Starting at the line below holding "#[serde(flatten)]" and stopping at the line holding "pub fn position(&self, id: PositionId)", print every line exactly, both ends included, and leave the rest out.

-- -- --

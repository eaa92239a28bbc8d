use log::{error, info, LevelFilter};
use rocket::Error as RocketError;
use thiserror::Error;

/// Errors that are critical to the entire server.
#[derive(Debug, Error)]
enum Error {
    #[error("Failed to initialise logging: {0}")]
    Logging(String),
    #[error(transparent)]
    Rocket(#[from] RocketError),
}

async fn run() -> Result<(), Error> {
    info!("Configuring server...");
    let rocket = ballot_box::build().ignite().await?;
    info!("...server configured!");
    let protocol = if rocket.config().tls_enabled() {
        "https"
    } else {
        "http"
    };
    let ip = &rocket.config().address;
    let port = &rocket.config().port;
    info!("Server launched on {protocol}://{ip}:{port}");
    // Disable rocket logging from now on.
    log4rs_dynamic_filters::DynamicLevelFilter::set("rocket", LevelFilter::Off);
    let _ = rocket.launch().await?;
    Ok(())
}

fn init_logging() -> Result<(), Error> {
    log4rs::init_file("log4rs.yaml", log4rs_dynamic_filters::default_deserializers())
        .map_err(|e| Error::Logging(e.to_string()))
}

#[rocket::main]
async fn main() {
    if let Err(err) = init_logging() {
        eprintln!("{err}");
        std::process::exit(1)
    }
    info!("Initialised logging");

    if let Err(err) = run().await {
        error!("{err}");
        error!("Critical failure, shutting down");
        std::process::exit(1)
    }
}
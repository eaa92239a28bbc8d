use chrono::{DateTime, Utc};
use mongodb::bson::serde_helpers::chrono_datetime_as_bson_datetime;
use serde::{Deserialize, Serialize};

use crate::model::common::election::{CandidateId, ElectionId, ElectionStatus, PositionId};

/// An election, as stored in the database, with its positions embedded.
#[derive(Debug, Clone, PartialEq, Eq, Serialize, Deserialize)]
pub struct Election {
    /// Unique ID.
    #[serde(rename = "_id")]
    pub id: ElectionId,
    /// Top-level metadata.
    #[serde(flatten)]
    pub metadata: ElectionMetadata,
    /// Contested positions.
    pub positions: Vec<Position>,
}

impl Election {
    /// Get the position with the given ID, if it belongs to this election.
    pub fn position(&self, id: PositionId) -> Option<&Position> {
        self.positions.iter().find(|p| p.id == id)
    }

    /// Can ballots be cast for this election at the given instant?
    pub fn accepts_ballots(&self, now: DateTime<Utc>) -> bool {
        self.metadata
            .status
            .accepts_ballots(self.metadata.start_time, self.metadata.end_time, now)
    }
}

/// A view on just the election's top-level metadata.
#[derive(Debug, Clone, PartialEq, Eq, Serialize, Deserialize)]
pub struct ElectionMetadata {
    /// Election name.
    pub name: String,
    /// Election status.
    pub status: ElectionStatus,
    /// Voting opens at this time.
    #[serde(with = "chrono_datetime_as_bson_datetime")]
    pub start_time: DateTime<Utc>,
    /// Voting closes at this time (exclusive).
    #[serde(with = "chrono_datetime_as_bson_datetime")]
    pub end_time: DateTime<Utc>,
}

/// A contested position. Each voter selects exactly one of its candidates.
#[derive(Debug, Clone, PartialEq, Eq, Serialize, Deserialize)]
pub struct Position {
    pub id: PositionId,
    pub name: String,
    pub candidates: Vec<Candidate>,
}

impl Position {
    /// Get the candidate with the given ID, if they stand for this position.
    pub fn candidate(&self, id: CandidateId) -> Option<&Candidate> {
        self.candidates.iter().find(|c| c.id == id)
    }
}

/// Someone standing for a position.
#[derive(Debug, Clone, PartialEq, Eq, Serialize, Deserialize)]
pub struct Candidate {
    pub id: CandidateId,
    pub name: String,
    pub party: Option<String>,
    /// Reference to an image, resolved by the frontend.
    pub avatar: Option<String>,
}
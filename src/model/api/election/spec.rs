use chrono::{DateTime, Utc};
use rocket::http::Status;
use serde::{Deserialize, Serialize};

use crate::error::{Error, Result};
use crate::model::{
    common::election::{CandidateId, ElectionId, ElectionStatus, PositionId},
    db::election::{Candidate, Election, ElectionMetadata, Position},
};

/// An election specification, as authored by an admin.
#[derive(Debug, Clone, Serialize, Deserialize)]
pub struct ElectionSpec {
    /// Election name.
    pub name: String,
    /// Voting opens at this time.
    pub start_time: DateTime<Utc>,
    /// Voting closes at this time (exclusive).
    pub end_time: DateTime<Utc>,
    /// Contested positions, in ballot order.
    pub positions: Vec<PositionSpec>,
}

impl ElectionSpec {
    /// Reject specs that could never produce a usable ballot.
    pub fn validate(&self) -> Result<()> {
        let bad = |msg: String| Err(Error::Status(Status::BadRequest, msg));
        if self.name.trim().is_empty() {
            return bad("Election name must not be empty".to_string());
        }
        if self.start_time >= self.end_time {
            return bad(format!(
                "Election must start before it ends ({} >= {})",
                self.start_time, self.end_time
            ));
        }
        if self.positions.is_empty() {
            return bad("Election must contest at least one position".to_string());
        }
        for position in &self.positions {
            if position.name.trim().is_empty() {
                return bad("Position name must not be empty".to_string());
            }
            if position.candidates.is_empty() {
                return bad(format!("Position '{}' has no candidates", position.name));
            }
            if position.candidates.iter().any(|c| c.name.trim().is_empty()) {
                return bad(format!(
                    "Position '{}' has a candidate with no name",
                    position.name
                ));
            }
        }
        Ok(())
    }

    /// Number of position IDs this spec needs.
    pub fn position_count(&self) -> u32 {
        self.positions.len() as u32
    }

    /// Number of candidate IDs this spec needs.
    pub fn candidate_count(&self) -> u32 {
        self.positions
            .iter()
            .map(|p| p.candidates.len() as u32)
            .sum()
    }

    /// Convert this spec into an inactive election, numbering positions and
    /// candidates consecutively from the given first IDs.
    pub fn into_election(
        self,
        id: ElectionId,
        first_position: PositionId,
        first_candidate: CandidateId,
    ) -> Election {
        let mut next_candidate = first_candidate;
        let positions = self
            .positions
            .into_iter()
            .zip(first_position..)
            .map(|(spec, position_id)| Position {
                id: position_id,
                name: spec.name,
                candidates: spec
                    .candidates
                    .into_iter()
                    .map(|c| {
                        let candidate = Candidate {
                            id: next_candidate,
                            name: c.name,
                            party: c.party,
                            avatar: c.avatar,
                        };
                        next_candidate += 1;
                        candidate
                    })
                    .collect(),
            })
            .collect();

        Election {
            id,
            metadata: ElectionMetadata {
                name: self.name,
                status: ElectionStatus::Inactive,
                start_time: self.start_time,
                end_time: self.end_time,
            },
            positions,
        }
    }
}

/// A position specification.
#[derive(Debug, Clone, Serialize, Deserialize)]
pub struct PositionSpec {
    pub name: String,
    pub candidates: Vec<CandidateSpec>,
}

/// A candidate specification.
#[derive(Debug, Clone, Serialize, Deserialize)]
pub struct CandidateSpec {
    pub name: String,
    #[serde(default)]
    pub party: Option<String>,
    #[serde(default)]
    pub avatar: Option<String>,
}

/// Example data for tests.
#[cfg(test)]
pub mod examples {
    use super::*;

    use chrono::Duration;

    impl ElectionSpec {
        pub fn current_example() -> Self {
            let start_time = Utc::now() - Duration::days(1);
            Self {
                name: "Student Union 2026".to_string(),
                start_time,
                end_time: start_time + Duration::days(14),
                positions: vec![
                    PositionSpec {
                        name: "President".to_string(),
                        candidates: vec![
                            CandidateSpec::named("Grace Hopper", Some("Compilers")),
                            CandidateSpec::named("Alan Turing", None),
                        ],
                    },
                    PositionSpec {
                        name: "Treasurer".to_string(),
                        candidates: vec![
                            CandidateSpec::named("Ada Lovelace", Some("Engines")),
                            CandidateSpec::named("Charles Babbage", Some("Engines")),
                        ],
                    },
                ],
            }
        }
    }

    impl CandidateSpec {
        pub fn named(name: &str, party: Option<&str>) -> Self {
            Self {
                name: name.to_string(),
                party: party.map(str::to_string),
                avatar: None,
            }
        }
    }
}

-- -- --

Response box:
    #[serde(flatten)]
    pub metadata: ElectionMetadata,
    /// Contested positions.
    pub positions: Vec<Position>,
}

impl Election {
    /// Get the position with the given ID, if it belongs to this election.
    pub fn position(&self, id: PositionId) -> Option<&Position> {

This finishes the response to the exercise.